▸ **Assignment**:
Set the entries down once more, exactly as they are worded.

Source data:
//! Scheduling sub-protocol: `SchedHead` followed by a typed payload.

use bytes::{Buf, BufMut};
use strads_core::TaskId;

use crate::error::WireError;

/// Largest user payload carried in one frame.
pub const USER_MSG_SIZE: usize = 16 * 1024 - 72;

/// Encoded size of [`SchedHead`].
pub const SCHEDHEAD_LEN: usize = 4 + 4 + 4 + 8 + 8;

/// Encoded size of one [`IdVal`].
pub const IDVAL_LEN: usize = 16;

/// Encoded size of [`SchedStartParams`].
pub const START_PARAMS_LEN: usize = 32;

/// Number of `(id, value)` pairs per init chunk.
pub fn entries_per_chunk() -> usize {
    (USER_MSG_SIZE - SCHEDHEAD_LEN) / (2 * IDVAL_LEN)
}

/// Number of init chunks needed to ship `taskcnt` entries.
pub fn chunk_count(taskcnt: usize) -> usize {
    taskcnt.div_ceil(entries_per_chunk())
}

#[derive(Debug, Clone, Copy, PartialEq, Eq)]
#[repr(u32)]
pub enum SchedType {
    Start = 1,
    Restart = 2,
    InitVal = 3,
    WeightUpdate = 4,
    Phase = 5,
    StartAck = 6,
}

impl TryFrom<u32> for SchedType {
    type Error = WireError;

    fn try_from(v: u32) -> Result<Self, Self::Error> {
        Ok(match v {
            1 => Self::Start,
            2 => Self::Restart,
            3 => Self::InitVal,
            4 => Self::WeightUpdate,
            5 => Self::Phase,
            6 => Self::StartAck,
            other => return Err(WireError::UnknownSchedType(other)),
        })
    }
}

/// Header of every scheduling frame. `dlen` is the payload size in bytes.
#[derive(Debug, Clone, Copy, PartialEq, Eq)]
pub struct SchedHead {
    pub sched_type: SchedType,
    pub sched_mid: i32,
    pub sched_thrdgid: i32,
    pub entrycnt: i64,
    pub dlen: i64,
}

impl SchedHead {
    pub fn put(&self, buf: &mut impl BufMut) {
        buf.put_u32_le(self.sched_type as u32);
        buf.put_i32_le(self.sched_mid);
        buf.put_i32_le(self.sched_thrdgid);
        buf.put_i64_le(self.entrycnt);
        buf.put_i64_le(self.dlen);
    }

    pub fn get(buf: &mut impl Buf) -> Result<Self, WireError> {
        ensure(buf, SCHEDHEAD_LEN)?;
        let head = Self {
            sched_type: SchedType::try_from(buf.get_u32_le())?,
            sched_mid: buf.get_i32_le(),
            sched_thrdgid: buf.get_i32_le(),
            entrycnt: buf.get_i64_le(),
            dlen: buf.get_i64_le(),
        };
        if head.entrycnt < 0 || head.dlen < 0 {
            return Err(WireError::Malformed(format!(
                "negative entrycnt ({}) or dlen ({})",
                head.entrycnt, head.dlen
            )));
        }
        Ok(head)
    }
}

/// One `(task id, value)` pair.
#[derive(Debug, Clone, Copy, PartialEq)]
pub struct IdVal {
    pub id: TaskId,
    pub value: f64,
}

impl IdVal {
    pub fn new(id: TaskId, value: f64) -> Self {
        Self { id, value }
    }

    pub fn put(&self, buf: &mut impl BufMut) {
        buf.put_i64_le(self.id as i64);
        buf.put_f64_le(self.value);
    }

    pub fn get(buf: &mut impl Buf) -> Result<Self, WireError> {
        ensure(buf, IDVAL_LEN)?;
        let id = get_task_id(buf)?;
        Ok(Self {
            id,
            value: buf.get_f64_le(),
        })
    }
}

/// Declares a start/restart handshake: `taskcnt` entries over
/// `[start, end]` arriving in `chunks` init frames.
#[derive(Debug, Clone, Copy, PartialEq, Eq)]
pub struct SchedStartParams {
    pub taskcnt: u64,
    pub start: TaskId,
    pub end: TaskId,
    pub chunks: u64,
}

impl SchedStartParams {
    pub fn put(&self, buf: &mut impl BufMut) {
        buf.put_i64_le(self.taskcnt as i64);
        buf.put_i64_le(self.start as i64);
        buf.put_i64_le(self.end as i64);
        buf.put_i64_le(self.chunks as i64);
    }

    pub fn get(buf: &mut impl Buf) -> Result<Self, WireError> {
        ensure(buf, START_PARAMS_LEN)?;
        let taskcnt = get_task_id(buf)?;
        let start = get_task_id(buf)?;
        let end = get_task_id(buf)?;
        let chunks = get_task_id(buf)?;
        if end < start {
            return Err(WireError::Malformed(format!(
                "start range [{start}, {end}] is inverted"
            )));
        }
        Ok(Self {
            taskcnt,
            start,
            end,
            chunks,
        })
    }
}

pub(crate) fn ensure(buf: &impl Buf, needed: usize) -> Result<(), WireError> {
    if buf.remaining() < needed {
        return Err(WireError::Truncated {
            needed,
            available: buf.remaining(),
        });
    }
    Ok(())
}

pub(crate) fn get_task_id(buf: &mut impl Buf) -> Result<TaskId, WireError> {
    let raw = buf.get_i64_le();
    u64::try_from(raw).map_err(|_| WireError::Malformed(format!("negative id {raw}")))
}

#[cfg(test)]
mod tests {
    use bytes::BytesMut;

    use super::*;

    #[test]
    fn chunk_capacity() {
        assert_eq!(entries_per_chunk(), 508);
        assert_eq!(chunk_count(0), 0);
        assert_eq!(chunk_count(508), 1);
        assert_eq!(chunk_count(509), 2);
        // A full chunk plus its header fits in one user message.
        assert!(SCHEDHEAD_LEN + entries_per_chunk() * IDVAL_LEN <= USER_MSG_SIZE);
    }

    #[test]
    fn negative_id_rejected() {
        let mut buf = BytesMut::new();
        buf.put_i64_le(-1);
        buf.put_f64_le(1.0);
        assert!(matches!(
            IdVal::get(&mut buf.freeze()),
            Err(WireError::Malformed(_))
        ));
    }

    #[test]
    fn inverted_start_range_rejected() {
        let mut buf = BytesMut::new();
        SchedStartParams {
            taskcnt: 1,
            start: 10,
            end: 3,
            chunks: 1,
        }
        .put(&mut buf);
        assert!(SchedStartParams::get(&mut buf.freeze()).is_err());
    }
}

▸ **Your response**:
//! Scheduling sub-protocol: `SchedHead` followed by a typed payload.

use bytes::{Buf, BufMut};
use strads_core::TaskId;

use crate::error::WireError;

/// Largest user payload carried in one frame.
pub const USER_MSG_SIZE: usize = 16 * 1024 - 72;

/// Encoded size of [`SchedHead`].
pub const SCHEDHEAD_LEN: usize = 4 + 4 + 4 + 8 + 8;

/// Encoded size of one [`IdVal`].
pub const IDVAL_LEN: usize = 16;

/// Encoded size of [`SchedStartParams`].
pub const START_PARAMS_LEN: usize = 32;

/// Number of `(id, value)` pairs per init chunk.
pub fn entries_per_chunk() -> usize {
    (USER_MSG_SIZE - SCHEDHEAD_LEN) / (2 * IDVAL_LEN)
}

/// Number of init chunks needed to ship `taskcnt` entries.
pub fn chunk_count(taskcnt: usize) -> usize {
    taskcnt.div_ceil(entries_per_chunk())
}

#[derive(Debug, Clone, Copy, PartialEq, Eq)]
#[repr(u32)]
pub enum SchedType {
    Start = 1,
    Restart = 2,
    InitVal = 3,
    WeightUpdate = 4,
    Phase = 5,
    StartAck = 6,
}

impl TryFrom<u32> for SchedType {
    type Error = WireError;

    fn try_from(v: u32) -> Result<Self, Self::Error> {
        Ok(match v {
            1 => Self::Start,
            2 => Self::Restart,
            3 => Self::InitVal,
            4 => Self::WeightUpdate,
            5 => Self::Phase,
            6 => Self::StartAck,
            other => return Err(WireError::UnknownSchedType(other)),
        })
    }
}

/// Header of every scheduling frame. `dlen` is the payload size in bytes.
#[derive(Debug, Clone, Copy, PartialEq, Eq)]
pub struct SchedHead {
    pub sched_type: SchedType,
    pub sched_mid: i32,
    pub sched_thrdgid: i32,
    pub entrycnt: i64,
    pub dlen: i64,
}

impl SchedHead {
    pub fn put(&self, buf: &mut impl BufMut) {
        buf.put_u32_le(self.sched_type as u32);
        buf.put_i32_le(self.sched_mid);
        buf.put_i32_le(self.sched_thrdgid);
        buf.put_i64_le(self.entrycnt);
        buf.put_i64_le(self.dlen);
    }

    pub fn get(buf: &mut impl Buf) -> Result<Self, WireError> {
        ensure(buf, SCHEDHEAD_LEN)?;
        let head = Self {
            sched_type: SchedType::try_from(buf.get_u32_le())?,
            sched_mid: buf.get_i32_le(),
            sched_thrdgid: buf.get_i32_le(),
            entrycnt: buf.get_i64_le(),
            dlen: buf.get_i64_le(),
        };
        if head.entrycnt < 0 || head.dlen < 0 {
            return Err(WireError::Malformed(format!(
                "negative entrycnt ({}) or dlen ({})",
                head.entrycnt, head.dlen
            )));
        }
        Ok(head)
    }
}

/// One `(task id, value)` pair.
#[derive(Debug, Clone, Copy, PartialEq)]
pub struct IdVal {
    pub id: TaskId,
    pub value: f64,
}

impl IdVal {
    pub fn new(id: TaskId, value: f64) -> Self {
        Self { id, value }
    }

    pub fn put(&self, buf: &mut impl BufMut) {
        buf.put_i64_le(self.id as i64);
        buf.put_f64_le(self.value);
    }

    pub fn get(buf: &mut impl Buf) -> Result<Self, WireError> {
        ensure(buf, IDVAL_LEN)?;
        let id = get_task_id(buf)?;
        Ok(Self {
            id,
            value: buf.get_f64_le(),
        })
    }
}

/// Declares a start/restart handshake: `taskcnt` entries over
/// `[start, end]` arriving in `chunks` init frames.
#[derive(Debug, Clone, Copy, PartialEq, Eq)]
pub struct SchedStartParams {
    pub taskcnt: u64,
    pub start: TaskId,
    pub end: TaskId,
    pub chunks: u64,
}

impl SchedStartParams {
    pub fn put(&self, buf: &mut impl BufMut) {
        buf.put_i64_le(self.taskcnt as i64);
        buf.put_i64_le(self.start as i64);
        buf.put_i64_le(self.end as i64);
        buf.put_i64_le(self.chunks as i64);
    }

    pub fn get(buf: &mut impl Buf) -> Result<Self, WireError> {
        ensure(buf, START_PARAMS_LEN)?;
        let taskcnt = get_task_id(buf)?;
        let start = get_task_id(buf)?;
        let end = get_task_id(buf)?;
        let chunks = get_task_id(buf)?;
        if end < start {
            return Err(WireError::Malformed(format!(
                "start range [{start}, {end}] is inverted"
            )));
        }
        Ok(Self {
            taskcnt,
            start,
            end,
            chunks,
        })
    }
}

pub(crate) fn ensure(buf: &impl Buf, needed: usize) -> Result<(), WireError> {
    if buf.remaining() < needed {
        return Err(WireError::Truncated {
            needed,
            available: buf.remaining(),
        });
    }
    Ok(())
}

pub(crate) fn get_task_id(buf: &mut impl Buf) -> Result<TaskId, WireError> {
    let raw = buf.get_i64_le();
    u64::try_from(raw).map_err(|_| WireError::Malformed(format!("negative id {raw}")))
}

#[cfg(test)]
mod tests {
    use bytes::BytesMut;

    use super::*;

    #[test]
    fn chunk_capacity() {
        assert_eq!(entries_per_chunk(), 508);
        assert_eq!(chunk_count(0), 0);
        assert_eq!(chunk_count(508), 1);
        assert_eq!(chunk_count(509), 2);
        // A full chunk plus its header fits in one user message.
        assert!(SCHEDHEAD_LEN + entries_per_chunk() * IDVAL_LEN <= USER_MSG_SIZE);
    }

    #[test]
    fn negative_id_rejected() {
        let mut buf = BytesMut::new();
        buf.put_i64_le(-1);
        buf.put_f64_le(1.0);
        assert!(matches!(
            IdVal::get(&mut buf.freeze()),
            Err(WireError::Malformed(_))
        ));
    }

    #[test]
    fn inverted_start_range_rejected() {
        let mut buf = BytesMut::new();
        SchedStartParams {
            taskcnt: 1,
            start: 10,
            end: 3,
            chunks: 1,
        }
        .put(&mut buf);
        assert!(SchedStartParams::get(&mut buf.freeze()).is_err());
    }
}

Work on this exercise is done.